Looking forward to it Sam.
Some more examples of visualizations. It would be nice for example to have a page under quickview where only the web applications are listed. I would think most hosts would consist of servers, then network devices, but the third largest group of hosts in my Nagios environment (and I would suspect this also applies to other enterprises) are the web applications. Apart from being the third largest group of hosts, web applications are also the most visible to customers etc when they are down or are having performance issues
Ok, it's possible to put them in a hostgroup and put that on a dashlet / view, but it would be nice imo to have a default view (in quickview) where they would all be listed in some sort of table with first column name, then load time, size, maybe current user count (
http://exchange.nagios.org/directory/Pl ... me/details) , the string that the content match check is looking for (maybe each column with a color, depending of the state of the last check) etc.
It would be nice to have a standard plugin for monitoring web applications, as now I have to use diferent plugin as the check_http does not work with ntlm authentication.

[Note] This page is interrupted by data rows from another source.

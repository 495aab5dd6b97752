/*
 * 5D Labs Agent Platform - Run Controller Service
 * Copyright (C) 2025 5D Labs
 *
 * This program is free software: you can redistribute it and/or modify
 * it under the terms of the GNU Affero General Public License as published
 * by the Free Software Foundation, either version 3 of the License, or
 * (at your option) any later version.
 *
 * This program is distributed in the hope that it will be useful,
 * but WITHOUT ANY WARRANTY; without even the implied warranty of
 * MERCHANTABILITY or FITNESS FOR A PARTICULAR PURPOSE. See the
 * GNU Affero General Public License for more details.
 *
 * You should have received a copy of the GNU Affero General Public License
 * along with this program. If not, see <https://www.gnu.org/licenses/>.
 */

//! Run Controller Service
//!
//! Hosts the run engine inside one process:
//! - Runnable store, event bus and run manager
//! - One polling monitor per Kubernetes framework, plus watch triggers
//! - Health, readiness and metrics endpoints

use std::collections::BTreeMap;
use std::path::Path;
use std::sync::atomic::{AtomicBool, Ordering};
use std::sync::Arc;
use std::time::Duration;

use axum::{extract::State, http::StatusCode, response::Json, routing::get, Router};
use clap::Parser;
use k8s_openapi::api::apps::v1::Deployment;
use k8s_openapi::api::batch::v1::{CronJob, Job};
use kube::Api;
use run_controller::cluster::Cluster;
use run_controller::config::ControllerConfig;
use run_controller::frameworks::builder::K8sBuilder;
use run_controller::frameworks::FrameworkRegistry;
use run_controller::manager::{
    EventBus, EventHandler, InMemoryRunRepository, KeyedLocks, RunManager, RunnableDispatcher,
};
use run_controller::model::{Credentials, RunnableChangedEvent};
use run_controller::monitor::watcher::spawn_watcher;
use run_controller::monitor::{kubernetes_monitors, spawn_monitor, RunnableMonitor};
use run_controller::runtime::container::ContainerRuntime;
use run_controller::runtime::{
    ClusterSecretService, InMemoryEntities, RuntimeRegistry, StaticConfiguration,
    StaticCredentials,
};
use run_controller::store::{RedbRunnableStore, RunnableStore};
use serde_json::{json, Value};
use tokio::signal;
use tokio::task::JoinHandle;
use tokio_util::sync::CancellationToken;
use tower::ServiceBuilder;
use tower_http::{
    timeout::TimeoutLayer,
    trace::{DefaultMakeSpan, DefaultOnRequest, DefaultOnResponse, TraceLayer},
};
use tracing::{info, warn, Level};
use tracing_subscriber::{layer::SubscriberExt, util::SubscriberInitExt};

#[derive(Parser, Debug)]
#[command(name = "run-controller", version, about = "Run execution engine")]
struct Args {
    /// Controller configuration file
    #[arg(long, env = "CONTROLLER_CONFIG_PATH", default_value = "/config/config.yaml")]
    config: String,

    /// Namespace override; defaults to the configured namespace
    #[arg(long, env = "RUN_NAMESPACE")]
    namespace: Option<String>,

    /// HTTP listen address
    #[arg(long, env = "BIND_ADDR", default_value = "0.0.0.0:8080")]
    bind: String,

    /// Log output format: `text` or `json`
    #[arg(long, env = "LOG_FORMAT", default_value = "text")]
    log_format: String,
}

#[derive(Clone)]
struct AppState {
    manager: Arc<RunManager>,
    store: Arc<dyn RunnableStore>,
    frameworks: Vec<&'static str>,
    ready: Arc<AtomicBool>,
}

#[tokio::main]
async fn main() -> Result<(), Box<dyn std::error::Error>> {
    let args = Args::parse();
    init_tracing(args.log_format.eq_ignore_ascii_case("json"));

    info!(
        "Starting 5D Labs Run Controller v{}",
        env!("CARGO_PKG_VERSION")
    );

    let mut config = load_controller_config(&args.config);
    if let Some(namespace) = args.namespace {
        config.namespace = namespace;
    }
    config.validate()?;
    let config = Arc::new(config);

    let client = kube::Client::try_default().await?;
    info!(namespace = %config.namespace, "Connected to Kubernetes cluster");
    let cluster = Cluster::new(client.clone(), &config.namespace);

    let store: Arc<dyn RunnableStore> = Arc::new(RedbRunnableStore::open(&config.store.path)?);
    info!(path = %config.store.path, "Opened runnable store");

    let cancel = CancellationToken::new();
    let locks = KeyedLocks::new();
    let (events, receiver) = EventBus::<RunnableChangedEvent>::channel(config.events.capacity);

    let frameworks = FrameworkRegistry::kubernetes(&cluster, &config);
    let framework_names = frameworks.names();
    let dispatcher = RunnableDispatcher::new(frameworks, store.clone(), locks.clone(), events.clone());

    let entities = Arc::new(InMemoryEntities::new());
    let mut runtimes = RuntimeRegistry::new();
    runtimes.register(Arc::new(ContainerRuntime::new(
        config.clone(),
        entities.clone(),
        Arc::new(ClusterSecretService::new(cluster.secrets.clone())),
        Arc::new(StaticCredentials::new(Credentials::new(BTreeMap::new()))),
        Arc::new(StaticConfiguration::new(configuration_from_env())),
    )));

    let manager = Arc::new(RunManager::new(
        Arc::new(InMemoryRunRepository::new()),
        runtimes,
        entities,
        dispatcher,
    ));

    let mut tasks: Vec<JoinHandle<()>> = Vec::new();
    let handler: Arc<dyn EventHandler<RunnableChangedEvent>> = manager.clone();
    tasks.push(receiver.spawn(handler, config.events.workers, cancel.clone()));

    let monitors = kubernetes_monitors(&cluster, &config, &store, &locks, &events);
    for monitor in &monitors {
        let recovered = monitor.cycle().await;
        info!(framework = monitor.framework(), recovered, "Recovery pass finished");
    }
    let interval = Duration::from_secs(config.monitor.interval_seconds);
    for monitor in &monitors {
        tasks.push(spawn_monitor(monitor.clone(), interval, cancel.clone()));
    }
    if config.watcher.enabled {
        tasks.extend(spawn_watchers(&client, &config, &monitors, &cancel));
    }

    let ready = Arc::new(AtomicBool::new(true));
    let state = AppState {
        manager,
        store,
        frameworks: framework_names,
        ready: ready.clone(),
    };

    let app = Router::new()
        .route("/health", get(health_check))
        .route("/ready", get(readiness_check))
        .route("/metrics", get(metrics))
        .layer(
            ServiceBuilder::new()
                .layer(
                    TraceLayer::new_for_http()
                        .make_span_with(DefaultMakeSpan::new().level(Level::INFO))
                        .on_request(DefaultOnRequest::new().level(Level::DEBUG))
                        .on_response(DefaultOnResponse::new().level(Level::DEBUG)),
                )
                .layer(TimeoutLayer::new(Duration::from_secs(30))),
        )
        .with_state(state);

    let listener = tokio::net::TcpListener::bind(&args.bind).await?;
    info!("Run controller HTTP server listening on {}", args.bind);

    axum::serve(listener, app)
        .with_graceful_shutdown(shutdown_signal())
        .await?;

    ready.store(false, Ordering::SeqCst);
    cancel.cancel();
    for task in tasks {
        if let Err(e) = task.await {
            warn!(error = %e, "background task ended abnormally");
        }
    }
    info!("Run controller stopped");

    Ok(())
}

fn init_tracing(json: bool) {
    let filter = tracing_subscriber::EnvFilter::try_from_default_env()
        .unwrap_or_else(|_| "info,run_controller=debug".into());
    tracing_subscriber::registry()
        .with(filter)
        .with(json.then(|| tracing_subscriber::fmt::layer().json()))
        .with((!json).then(tracing_subscriber::fmt::layer))
        .init();
}

fn load_controller_config(config_path: &str) -> ControllerConfig {
    if !Path::new(config_path).exists() {
        info!("No configuration at {}, using defaults", config_path);
        return ControllerConfig::default();
    }
    match ControllerConfig::from_mounted_file(config_path) {
        Ok(cfg) => {
            info!("Loaded controller configuration from {}", config_path);
            cfg
        }
        Err(err) => {
            warn!(
                "Failed to load configuration from {}: {}. Using defaults.",
                config_path, err
            );
            ControllerConfig::default()
        }
    }
}

/// `RUN_CONFIG_<KEY>=value` entries become runnable configurations.
fn configuration_from_env() -> BTreeMap<String, String> {
    std::env::vars()
        .filter_map(|(key, value)| {
            key.strip_prefix("RUN_CONFIG_")
                .filter(|k| !k.is_empty())
                .map(|k| (k.to_lowercase(), value))
        })
        .collect()
}

fn spawn_watchers(
    client: &kube::Client,
    config: &Arc<ControllerConfig>,
    monitors: &[Arc<dyn RunnableMonitor>],
    cancel: &CancellationToken,
) -> Vec<JoinHandle<()>> {
    let builder = K8sBuilder::new(config.clone());
    let run_label = builder.run_label_key();
    let namespace = config.namespace.as_str();
    let find = |name: &str| monitors.iter().find(|m| m.framework() == name).cloned();

    let mut handles = Vec::new();
    if let Some(monitor) = find("k8sjob") {
        handles.push(spawn_watcher(
            Api::<Job>::namespaced(client.clone(), namespace),
            builder.framework_selector("k8sjob"),
            run_label.clone(),
            monitor,
            &config.watcher,
            cancel.clone(),
        ));
    }
    if let Some(monitor) = find("k8sbuild") {
        handles.push(spawn_watcher(
            Api::<Job>::namespaced(client.clone(), namespace),
            builder.framework_selector("k8sbuild"),
            run_label.clone(),
            monitor,
            &config.watcher,
            cancel.clone(),
        ));
    }
    if let Some(monitor) = find("k8scronjob") {
        handles.push(spawn_watcher(
            Api::<CronJob>::namespaced(client.clone(), namespace),
            builder.framework_selector("k8scronjob"),
            run_label.clone(),
            monitor,
            &config.watcher,
            cancel.clone(),
        ));
    }
    for name in ["k8sdeployment", "k8sserve"] {
        if let Some(monitor) = find(name) {
            handles.push(spawn_watcher(
                Api::<Deployment>::namespaced(client.clone(), namespace),
                builder.framework_selector(name),
                run_label.clone(),
                monitor,
                &config.watcher,
                cancel.clone(),
            ));
        }
    }
    handles
}

async fn health_check() -> Json<Value> {
    Json(json!({
        "status": "healthy",
        "service": "run-controller",
        "version": env!("CARGO_PKG_VERSION")
    }))
}

async fn readiness_check(State(state): State<AppState>) -> Result<Json<Value>, StatusCode> {
    if !state.ready.load(Ordering::SeqCst) {
        return Err(StatusCode::SERVICE_UNAVAILABLE);
    }
    Ok(Json(json!({
        "status": "ready",
        "service": "run-controller",
        "version": env!("CARGO_PKG_VERSION")
    })))
}

async fn metrics(State(state): State<AppState>) -> Result<Json<Value>, StatusCode> {
    let runs = state
        .manager
        .list()
        .await
        .map_err(|_| StatusCode::INTERNAL_SERVER_ERROR)?;
    let mut runs_by_state: BTreeMap<String, usize> = BTreeMap::new();
    for run in &runs {
        *runs_by_state.entry(run.state.to_string()).or_default() += 1;
    }

    let mut runnables: BTreeMap<&str, usize> = BTreeMap::new();
    for framework in &state.frameworks {
        let stored = state
            .store
            .find_all(framework)
            .await
            .map_err(|_| StatusCode::INTERNAL_SERVER_ERROR)?;
        runnables.insert(*framework, stored.len());
    }

    Ok(Json(json!({
        "service": "run-controller",
        "version": env!("CARGO_PKG_VERSION"),
        "runs": runs.len(),
        "runsByState": runs_by_state,
        "runnables": runnables,
    })))
}

async fn shutdown_signal() {
    let ctrl_c = async {
        if let Err(e) = signal::ctrl_c().await {
            warn!(error = %e, "failed to listen for Ctrl+C");
            std::future::pending::<()>().await;
        }
    };

    #[cfg(unix)]
    let terminate = async {
        match signal::unix::signal(signal::unix::SignalKind::terminate()) {
            Ok(mut sigterm) => {
                sigterm.recv().await;
            }
            Err(e) => {
                warn!(error = %e, "failed to install SIGTERM handler");
                std::future::pending::<()>().await;
            }
        }
    };

    #[cfg(not(unix))]
    let terminate = std::future::pending::<()>();

    tokio::select! {
        () = ctrl_c => {
            info!("Received Ctrl+C, shutting down gracefully");
        },
        () = terminate => {
            info!("Received SIGTERM, shutting down gracefully");
        },
    }
}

If the web applications overview page would be able to group web applications per type, maybe based on hostgroups, it would be even better, for example all web applications runing on our LAMP servers, IIS servers, custom applications, sharepoint sites, Alfresco sites.. And of course all columns should be sortable, to be able to quickly see what web applications are the slowest, which have the most users etc.
I know this all sounds very nice in theory, but can be harder to implement. I just have the feeling web applications could use some more love from Nagios.